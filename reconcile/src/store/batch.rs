use serde::Serialize;

use crate::types::{Document, DocumentKey};

/// Options of [`WriteBatch::set`].
#[derive(Debug, Clone, Copy, Default, PartialEq, Eq, Serialize)]
pub struct SetOptions {
    /// Merges the given fields into an existing document instead of replacing it.
    pub merge: bool,
}

impl SetOptions {
    pub fn merge() -> Self {
        Self { merge: true }
    }
}

/// A single recorded write.
#[derive(Debug, Clone, PartialEq, Serialize)]
#[serde(tag = "op", rename_all = "snake_case")]
pub enum Mutation {
    /// Creates the document, replacing or merging into an existing one.
    Set {
        key: DocumentKey,
        fields: Document,
        merge: bool,
    },
    /// Merges fields into an existing document; fails when the document is missing.
    Update { key: DocumentKey, fields: Document },
}

impl Mutation {
    pub fn key(&self) -> &DocumentKey {
        match self {
            Mutation::Set { key, .. } | Mutation::Update { key, .. } => key,
        }
    }
}

/// Writes committed atomically by [`crate::store::DocumentStore::commit`].
///
/// A batch only records data, so committing it again after a failed attempt re-sends the same
/// writes instead of re-running the closures that produced them.
#[derive(Debug, Clone, Default, PartialEq, Serialize)]
pub struct WriteBatch {
    mutations: Vec<Mutation>,
}

impl WriteBatch {
    pub fn new() -> Self {
        Self::default()
    }

    pub fn set(&mut self, key: DocumentKey, fields: Document, options: SetOptions) -> &mut Self {
        self.mutations.push(Mutation::Set {
            key,
            fields,
            merge: options.merge,
        });
        self
    }

    pub fn update(&mut self, key: DocumentKey, fields: Document) -> &mut Self {
        self.mutations.push(Mutation::Update { key, fields });
        self
    }

    pub fn mutations(&self) -> &[Mutation] {
        &self.mutations
    }

    pub fn len(&self) -> usize {
        self.mutations.len()
    }

    pub fn is_empty(&self) -> bool {
        self.mutations.is_empty()
    }
}

/// One unit of work submitted to the coordinator. It records its mutations into the batch it is
/// assigned to.
pub type WriteOperation = Box<dyn FnOnce(&mut WriteBatch) + Send + 'static>;
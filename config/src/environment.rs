use std::fmt;
use std::str::FromStr;

use thiserror::Error;

/// Variable naming the environment a sync process runs in.
const ENVIRONMENT_VAR: &str = "APP_ENVIRONMENT";

/// Deployment a sync process runs in.
///
/// Picks the configuration file layered over `base` and the log format.
#[derive(Debug, Clone, Copy, PartialEq, Eq, Default)]
pub enum Environment {
    /// Local runs against a development store. Human readable logs.
    #[default]
    Dev,
    /// Scheduled runs against the production store. JSON logs.
    Prod,
}

/// `APP_ENVIRONMENT` names no known environment.
#[derive(Debug, Error)]
#[error("`{value}` is not a sync environment, expected one of: {expected}")]
pub struct EnvironmentError {
    value: String,
    expected: String,
}

impl Environment {
    const ALL: [Environment; 2] = [Environment::Dev, Environment::Prod];

    /// Reads `APP_ENVIRONMENT`. An unset variable selects [`Environment::Dev`].
    pub fn load() -> Result<Environment, EnvironmentError> {
        Self::from_variable(std::env::var(ENVIRONMENT_VAR).ok().as_deref())
    }

    fn from_variable(value: Option<&str>) -> Result<Environment, EnvironmentError> {
        match value.map(str::trim) {
            None | Some("") => Ok(Environment::default()),
            Some(value) => value.parse(),
        }
    }

    /// Stem of the configuration file of this environment.
    pub fn as_str(&self) -> &'static str {
        match self {
            Environment::Dev => "dev",
            Environment::Prod => "prod",
        }
    }

    pub fn is_prod(&self) -> bool {
        *self == Environment::Prod
    }
}

impl fmt::Display for Environment {
    fn fmt(&self, f: &mut fmt::Formatter) -> fmt::Result {
        f.write_str(self.as_str())
    }
}

impl FromStr for Environment {
    type Err = EnvironmentError;

    fn from_str(value: &str) -> Result<Self, Self::Err> {
        Self::ALL
            .into_iter()
            .find(|environment| value.eq_ignore_ascii_case(environment.as_str()))
            .ok_or_else(|| EnvironmentError {
                value: value.to_string(),
                expected: Self::ALL.map(|environment| environment.as_str()).join(", "),
            })
    }
}
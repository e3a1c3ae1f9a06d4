//! Image collaborator used to fill missing image URLs.

mod base;
mod passthrough;

pub use base::{ImageFill, ImageProcessor, ImageRequest, StoredImages, fill_images};
pub use passthrough::PassthroughImages;
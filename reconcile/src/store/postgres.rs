use std::collections::{BTreeMap, HashMap};

use ::postgres::documents::{
    DocumentQuery, DocumentRow, DocumentWrite, DocumentWriteError, apply_document_writes,
    get_document, get_documents, query_documents,
};
use sqlx::PgPool;
use sqlx::types::Json;

use crate::error::{ErrorKind, SyncError, SyncResult};
use crate::store::{DocumentStore, Mutation, Order, Query, WriteBatch};
use crate::sync_error;
use crate::types::{Document, DocumentKey};

/// Document store backed by the `documents` table of a Postgres database.
///
/// Each committed [`WriteBatch`] runs in one transaction.
#[derive(Debug, Clone)]
pub struct PostgresStore {
    pool: PgPool,
}

impl PostgresStore {
    /// Wraps a pool created by [`::postgres::db::connect_document_store`].
    pub fn new(pool: PgPool) -> Self {
        Self { pool }
    }
}

impl DocumentStore for PostgresStore {
    async fn get(&self, key: &DocumentKey) -> SyncResult<Option<Document>> {
        Ok(get_document(&self.pool, &key.collection, &key.id).await?)
    }

    /// Reads all keys with one query per collection.
    async fn get_all(&self, keys: &[DocumentKey]) -> SyncResult<Vec<Option<Document>>> {
        let mut ids_by_collection: BTreeMap<&str, Vec<String>> = BTreeMap::new();
        for key in keys {
            ids_by_collection
                .entry(key.collection.as_str())
                .or_default()
                .push(key.id.clone());
        }

        let mut found = HashMap::with_capacity(keys.len());
        for (collection, ids) in ids_by_collection {
            let rows = get_documents(&self.pool, collection, &ids).await?;
            found.extend(rows_by_key(collection, rows));
        }

        Ok(in_key_order(keys, &found))
    }

    async fn query(&self, query: &Query) -> SyncResult<Vec<(String, Document)>> {
        if query.order_by == Order::Descending {
            return Err(sync_error!(
                ErrorKind::InvalidQuery,
                "Descending queries are not supported by the Postgres store"
            ));
        }

        let limit = query
            .limit
            .map(|limit| {
                i64::try_from(limit).map_err(|_| {
                    sync_error!(ErrorKind::InvalidQuery, "Query limit is too large", limit)
                })
            })
            .transpose()?;

        let filters: Vec<(String, serde_json::Value)> = query
            .filters
            .iter()
            .map(|filter| (filter.field.clone(), filter.value.clone()))
            .collect();

        let rows = query_documents(
            &self.pool,
            DocumentQuery {
                collection: &query.collection,
                filters: &filters,
                start_after: query.start_after.as_deref(),
                limit,
            },
        )
        .await?;

        Ok(rows
            .into_iter()
            .map(|row| {
                let Json(data) = row.data;
                (row.id, data)
            })
            .collect())
    }

    async fn commit(&self, batch: &WriteBatch) -> SyncResult<()> {
        let writes: Vec<DocumentWrite<'_>> = batch
            .mutations()
            .iter()
            .map(|mutation| match mutation {
                Mutation::Set { key, fields, merge } => DocumentWrite::Set {
                    collection: &key.collection,
                    id: &key.id,
                    data: fields,
                    merge: *merge,
                },
                Mutation::Update { key, fields } => DocumentWrite::Update {
                    collection: &key.collection,
                    id: &key.id,
                    fields,
                },
            })
            .collect();

        apply_document_writes(&self.pool, &writes)
            .await
            .map_err(SyncError::from)
    }
}

fn rows_by_key(
    collection: &str,
    rows: Vec<DocumentRow>,
) -> impl Iterator<Item = (DocumentKey, Document)> + '_ {
    rows.into_iter().map(move |row| {
        let Json(data) = row.data;
        (DocumentKey::new(collection, row.id), data)
    })
}

/// Lines up fetched documents with the requested keys.
fn in_key_order(keys: &[DocumentKey], found: &HashMap<DocumentKey, Document>) -> Vec<Option<Document>> {
    keys.iter().map(|key| found.get(key).cloned()).collect()
}

impl From<DocumentWriteError> for SyncError {
    #[track_caller]
    fn from(err: DocumentWriteError) -> SyncError {
        match err {
            DocumentWriteError::Database(err) => SyncError::from(err),
            DocumentWriteError::MissingDocument { collection, id } => sync_error!(
                ErrorKind::DocumentNotFound,
                "Cannot update a missing document",
                format!("document `{collection}/{id}` does not exist")
            ),
        }
    }
}
use std::path::PathBuf;

use serde::Deserialize;

use crate::shared::{PgConnectionConfig, ValidationError};

/// Document store the sync writes to.
#[derive(Debug, Clone, Deserialize)]
#[serde(rename_all = "snake_case")]
pub enum StoreConfig {
    /// In-memory store, optionally loaded from and saved back to a JSON snapshot file.
    Memory {
        #[serde(default)]
        snapshot_path: Option<PathBuf>,
    },
    /// Documents kept in a Postgres table.
    Postgres {
        connection: PgConnectionConfig,
        #[serde(default = "default_max_connections")]
        max_connections: u32,
    },
}

impl StoreConfig {
    pub const DEFAULT_MAX_CONNECTIONS: u32 = 10;

    /// Validates the store settings.
    pub fn validate(&self) -> Result<(), ValidationError> {
        match self {
            StoreConfig::Memory { .. } => Ok(()),
            StoreConfig::Postgres {
                connection,
                max_connections,
            } => {
                connection.validate()?;
                if *max_connections == 0 {
                    return Err(ValidationError::InvalidFieldValue {
                        field: "store.postgres.max_connections".to_string(),
                        constraint: "must be greater than 0".to_string(),
                    });
                }

                Ok(())
            }
        }
    }
}

impl Default for StoreConfig {
    fn default() -> Self {
        Self::Memory {
            snapshot_path: None,
        }
    }
}

fn default_max_connections() -> u32 {
    StoreConfig::DEFAULT_MAX_CONNECTIONS
}
use std::time::{Duration, Instant};

use config::shared::WriteBatchConfig;
use tokio::time::{sleep, timeout};
use tracing::{debug, warn};

use crate::concurrency::policy::{CommitRetry, build_commit_policy};
use crate::concurrency::unit::BatchUnit;
use crate::error::{ErrorKind, SyncResult};
use crate::failpoints::{COMMIT_UNIT_BEFORE_COMMIT, sync_fail_point};
use crate::metrics::{record_commit, record_commit_failure, record_commit_retry};
use crate::store::DocumentStore;
use crate::sync_error;

/// Largest exponent applied to the base delay.
const MAX_BACKOFF_EXPONENT: u32 = 16;

/// Timing of the commit retry loop.
#[derive(Debug, Clone, Copy, PartialEq, Eq)]
pub struct RetrySettings {
    pub commit_timeout: Duration,
    pub max_retries: u32,
    pub base_delay: Duration,
}

impl From<&WriteBatchConfig> for RetrySettings {
    fn from(config: &WriteBatchConfig) -> Self {
        Self {
            commit_timeout: config.commit_timeout(),
            max_retries: config.max_retries,
            base_delay: config.base_retry_delay(),
        }
    }
}

/// Result of a successful unit commit.
#[derive(Debug, Clone, Copy, PartialEq, Eq)]
pub struct CommitOutcome {
    pub operations: usize,
    pub mutations: usize,
    /// Number of commit attempts, including the successful one.
    pub attempts: u32,
}

/// Returns the delay before retry number `attempt + 1`: `base * 2^attempt`.
pub fn backoff_delay(base: Duration, attempt: u32) -> Duration {
    base.saturating_mul(1u32 << attempt.min(MAX_BACKOFF_EXPONENT))
}

/// Commits `unit` to `store`, retrying transient failures with exponential backoff.
///
/// Each attempt is bounded by the commit timeout; an attempt that times out counts as
/// [`ErrorKind::StoreDeadlineExceeded`]. The batch only holds recorded data, so a retry re-sends
/// exactly the writes of the failed attempt.
pub async fn commit_unit<S>(
    store: &S,
    unit: &BatchUnit,
    settings: RetrySettings,
) -> SyncResult<CommitOutcome>
where
    S: DocumentStore,
{
    let started = Instant::now();
    let mut attempt: u32 = 0;

    loop {
        let result = match sync_fail_point(COMMIT_UNIT_BEFORE_COMMIT) {
            Ok(()) => match timeout(settings.commit_timeout, store.commit(unit.batch())).await {
                Ok(result) => result,
                Err(_) => Err(sync_error!(
                    ErrorKind::StoreDeadlineExceeded,
                    "Batch commit timed out",
                    format!(
                        "unit {} got no response within {} ms",
                        unit.id(),
                        settings.commit_timeout.as_millis()
                    )
                )),
            },
            Err(err) => Err(err),
        };

        match result {
            Ok(()) => {
                debug!(
                    unit_id = unit.id(),
                    operations = unit.operations(),
                    attempts = attempt + 1,
                    "batch unit committed"
                );
                record_commit(unit.operations(), started.elapsed());

                return Ok(CommitOutcome {
                    operations: unit.operations(),
                    mutations: unit.batch().len(),
                    attempts: attempt + 1,
                });
            }
            Err(err) => {
                let policy = build_commit_policy(&err);
                if policy.retry() == CommitRetry::Backoff && attempt < settings.max_retries {
                    let backoff = backoff_delay(settings.base_delay, attempt);
                    warn!(
                        unit_id = unit.id(),
                        attempt = attempt + 1,
                        max_attempts = settings.max_retries + 1,
                        backoff_ms = backoff.as_millis() as u64,
                        error = %err,
                        "batch commit failed with a transient error, backing off before retry"
                    );
                    record_commit_retry(err.kind());
                    sleep(backoff).await;
                    attempt += 1;

                    continue;
                }

                record_commit_failure();

                return Err(err);
            }
        }
    }
}
mod base;
mod batch;
pub mod memory;
pub mod postgres;

pub use base::{DocumentStore, Filter, Order, Query, load_collection};
pub use batch::{Mutation, SetOptions, WriteBatch, WriteOperation};
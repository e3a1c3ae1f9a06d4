use std::sync::Arc;

use crate::catalog::CatalogSource;
use crate::error::SyncResult;
use crate::types::CanonicalRecord;

/// Catalog serving a fixed list of records.
#[derive(Debug, Clone, Default)]
pub struct MemoryCatalog {
    records: Arc<Vec<CanonicalRecord>>,
}

impl MemoryCatalog {
    pub fn new(records: Vec<CanonicalRecord>) -> Self {
        Self {
            records: Arc::new(records),
        }
    }
}

impl CatalogSource for MemoryCatalog {
    async fn fetch_all(&self) -> SyncResult<Vec<CanonicalRecord>> {
        Ok(self.records.as_ref().clone())
    }
}
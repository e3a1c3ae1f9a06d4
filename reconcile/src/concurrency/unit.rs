use crate::store::{WriteBatch, WriteOperation};

/// Lifecycle of a [`BatchUnit`].
#[derive(Debug, Clone, Copy, PartialEq, Eq)]
pub enum UnitState {
    Open,
    Committing,
    Committed,
    Failed,
}

/// A bounded group of recorded operations committed atomically.
#[derive(Debug)]
pub struct BatchUnit {
    id: u64,
    batch: WriteBatch,
    operations: usize,
    filled_at: Option<u64>,
    state: UnitState,
}

impl BatchUnit {
    pub fn new(id: u64) -> Self {
        Self {
            id,
            batch: WriteBatch::new(),
            operations: 0,
            filled_at: None,
            state: UnitState::Open,
        }
    }

    pub fn id(&self) -> u64 {
        self.id
    }

    /// Number of operations recorded, which may be lower than the number of mutations.
    pub fn operations(&self) -> usize {
        self.operations
    }

    pub fn batch(&self) -> &WriteBatch {
        &self.batch
    }

    pub fn is_empty(&self) -> bool {
        self.operations == 0
    }

    pub fn is_full(&self, max_operations: usize) -> bool {
        self.operations >= max_operations
    }

    /// Sequence number assigned when the unit became full.
    pub fn filled_at(&self) -> Option<u64> {
        self.filled_at
    }

    pub fn state(&self) -> UnitState {
        self.state
    }

    /// Records `operation` into this unit's batch.
    pub fn record(&mut self, operation: WriteOperation) {
        operation(&mut self.batch);
        self.operations += 1;
    }

    pub fn mark_filled(&mut self, sequence: u64) {
        self.filled_at = Some(sequence);
    }

    pub fn set_state(&mut self, state: UnitState) {
        self.state = state;
    }

    /// Puts a failed unit back in the open pool with its recorded operations.
    pub fn reopen(&mut self) {
        self.state = UnitState::Open;
    }
}
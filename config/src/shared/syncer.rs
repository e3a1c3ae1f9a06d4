use serde::Deserialize;

use crate::Config;
use crate::shared::{
    CatalogConfig, ImageConfig, ReconcilerConfig, StoreConfig, ValidationError, WriteBatchConfig,
};

/// Top-level configuration of the `syncer` binary.
#[derive(Debug, Clone, Deserialize)]
#[serde(rename_all = "snake_case")]
pub struct SyncerConfig {
    /// Document store receiving the updates.
    #[serde(default)]
    pub store: StoreConfig,
    /// Reference catalog client.
    pub catalog: CatalogConfig,
    /// Image collaborator.
    #[serde(default)]
    pub images: ImageConfig,
    /// Batch write coordinator.
    #[serde(default)]
    pub batch: WriteBatchConfig,
    /// Reconciliation behavior.
    #[serde(default)]
    pub reconciler: ReconcilerConfig,
}

impl SyncerConfig {
    /// Validates every section.
    pub fn validate(&self) -> Result<(), ValidationError> {
        self.store.validate()?;
        self.catalog.validate()?;
        self.batch.validate()?;
        self.reconciler.validate()?;

        Ok(())
    }
}

impl Config for SyncerConfig {
    const LIST_PARSE_KEYS: &'static [&'static str] = &[
        "reconciler.matching.promo_patterns",
        "reconciler.merge.protected_keywords",
        "reconciler.merge.extension_prefixes",
        "reconciler.merge.primary_categories",
    ];
}

#[cfg(test)]
mod tests {
    use super::*;

    #[test]
    fn minimal_configuration_uses_defaults() {
        let config: SyncerConfig = serde_json::from_str(
            r#"{"catalog": {"url": "https://catalog.example.com/cards"}}"#,
        )
        .unwrap();

        assert!(matches!(config.store, StoreConfig::Memory { snapshot_path: None }));
        assert_eq!(config.batch, WriteBatchConfig::default());
        assert_eq!(config.reconciler.records_collection, "cards");
        assert_eq!(config.validate(), Ok(()));
    }

    #[test]
    fn empty_catalog_url_is_rejected() {
        let config: SyncerConfig =
            serde_json::from_str(r#"{"catalog": {"url": " "}}"#).unwrap();

        assert_eq!(
            config.validate(),
            Err(ValidationError::EmptyUrl("catalog.url".to_string()))
        );
    }
}
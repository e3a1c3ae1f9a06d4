use std::collections::VecDeque;
use std::sync::Arc;
use std::sync::atomic::{AtomicUsize, Ordering};
use std::time::Duration;

use tokio::sync::Mutex;
use tokio::time::sleep;

use crate::error::{ErrorKind, SyncError, SyncResult};
use crate::store::memory::MemoryStore;
use crate::store::{DocumentStore, Query, WriteBatch};
use crate::sync_error;
use crate::types::{Document, DocumentKey};

/// Failure returned by one scripted commit attempt.
#[derive(Debug, Clone, Copy, PartialEq, Eq)]
pub enum FaultType {
    Unavailable,
    DeadlineExceeded,
    /// A non-retryable commit failure.
    Fatal,
}

impl FaultType {
    fn into_error(self) -> SyncError {
        let kind = match self {
            FaultType::Unavailable => ErrorKind::StoreUnavailable,
            FaultType::DeadlineExceeded => ErrorKind::StoreDeadlineExceeded,
            FaultType::Fatal => ErrorKind::StoreCommitFailed,
        };

        sync_error!(kind, "Injected commit fault")
    }
}

#[derive(Debug, Default)]
struct Gauge {
    in_flight: AtomicUsize,
    max_in_flight: AtomicUsize,
    attempts: AtomicUsize,
}

/// [`MemoryStore`] whose commits can be delayed and made to fail.
///
/// Scripted faults are consumed one per commit attempt, in order; once the script is empty
/// commits reach the wrapped store. Clones share script, gauge and documents.
#[derive(Debug, Clone)]
pub struct FaultyStore {
    inner: MemoryStore,
    faults: Arc<Mutex<VecDeque<FaultType>>>,
    commit_latency: Duration,
    gauge: Arc<Gauge>,
}

impl FaultyStore {
    pub fn wrap(inner: MemoryStore) -> Self {
        Self {
            inner,
            faults: Arc::new(Mutex::new(VecDeque::new())),
            commit_latency: Duration::ZERO,
            gauge: Arc::new(Gauge::default()),
        }
    }

    /// Delays every commit attempt by `latency`.
    pub fn with_commit_latency(mut self, latency: Duration) -> Self {
        self.commit_latency = latency;
        self
    }

    /// Appends faults to the script.
    pub async fn fail_next_commits(&self, faults: impl IntoIterator<Item = FaultType>) {
        self.faults.lock().await.extend(faults);
    }

    pub fn get_inner(&self) -> &MemoryStore {
        &self.inner
    }

    /// Number of commit attempts, failed ones included.
    pub fn commit_attempts(&self) -> usize {
        self.gauge.attempts.load(Ordering::SeqCst)
    }

    /// Highest number of commits observed running at the same time.
    pub fn max_concurrent_commits(&self) -> usize {
        self.gauge.max_in_flight.load(Ordering::SeqCst)
    }
}

impl DocumentStore for FaultyStore {
    async fn get(&self, key: &DocumentKey) -> SyncResult<Option<Document>> {
        self.inner.get(key).await
    }

    async fn get_all(&self, keys: &[DocumentKey]) -> SyncResult<Vec<Option<Document>>> {
        self.inner.get_all(keys).await
    }

    async fn query(&self, query: &Query) -> SyncResult<Vec<(String, Document)>> {
        self.inner.query(query).await
    }

    async fn commit(&self, batch: &WriteBatch) -> SyncResult<()> {
        self.gauge.attempts.fetch_add(1, Ordering::SeqCst);
        let in_flight = self.gauge.in_flight.fetch_add(1, Ordering::SeqCst) + 1;
        self.gauge.max_in_flight.fetch_max(in_flight, Ordering::SeqCst);

        let fault = self.faults.lock().await.pop_front();
        if !self.commit_latency.is_zero() {
            sleep(self.commit_latency).await;
        }

        let result = match fault {
            Some(fault) => Err(fault.into_error()),
            None => self.inner.commit(batch).await,
        };
        self.gauge.in_flight.fetch_sub(1, Ordering::SeqCst);

        result
    }
}
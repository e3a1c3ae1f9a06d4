use crate::matching::{CODE_SEPARATOR, normalize_code};

/// Identifier fields derived for a local record.
#[derive(Debug, Clone, PartialEq, Eq)]
pub struct IdentifierSet {
    /// Composite display form, codes joined by `/`.
    pub code: String,
    pub codes: Vec<String>,
    pub primary_code: String,
}

/// Returns the codes of `local_codes` that carry an extension prefix and are not canonical.
///
/// Prefixes are compared case-insensitively and codes after normalization.
pub fn extension_codes(
    local_codes: &[String],
    canonical_codes: &[String],
    extension_prefixes: &[String],
) -> Vec<String> {
    let canonical: Vec<String> = canonical_codes.iter().map(|code| normalize_code(code)).collect();
    let mut extensions: Vec<String> = Vec::new();

    for code in local_codes {
        let code = code.trim();
        let normalized = normalize_code(code);
        if normalized.is_empty()
            || !has_extension_prefix(code, extension_prefixes)
            || canonical.contains(&normalized)
            || extensions.iter().any(|known| normalize_code(known) == normalized)
        {
            continue;
        }

        extensions.push(code.to_string());
    }

    extensions
}

/// Merges canonical codes and local extension codes.
///
/// Canonical codes come first in source order, followed by extensions. The primary code is the
/// first code without an extension prefix, or the first code when all of them carry one.
/// Returns [`None`] when there is no code at all.
pub fn merge_identifiers(
    canonical_codes: &[String],
    extensions: &[String],
    extension_prefixes: &[String],
) -> Option<IdentifierSet> {
    let mut codes: Vec<String> = Vec::new();
    for code in canonical_codes.iter().chain(extensions) {
        let code = code.trim();
        let normalized = normalize_code(code);
        if normalized.is_empty() || codes.iter().any(|known| normalize_code(known) == normalized) {
            continue;
        }
        codes.push(code.to_string());
    }

    let primary_code = codes
        .iter()
        .find(|code| !has_extension_prefix(code, extension_prefixes))
        .or_else(|| codes.first())?
        .clone();

    let separator = CODE_SEPARATOR.to_string();

    Some(IdentifierSet {
        code: codes.join(separator.as_str()),
        codes,
        primary_code,
    })
}

fn has_extension_prefix(code: &str, prefixes: &[String]) -> bool {
    prefixes.iter().any(|prefix| {
        code.get(..prefix.len())
            .is_some_and(|head| head.eq_ignore_ascii_case(prefix))
    })
}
^^^^
If a line in the entries holds the string "Instant", copy it.

use std::time::{Duration, Instant};
    let started = Instant::now();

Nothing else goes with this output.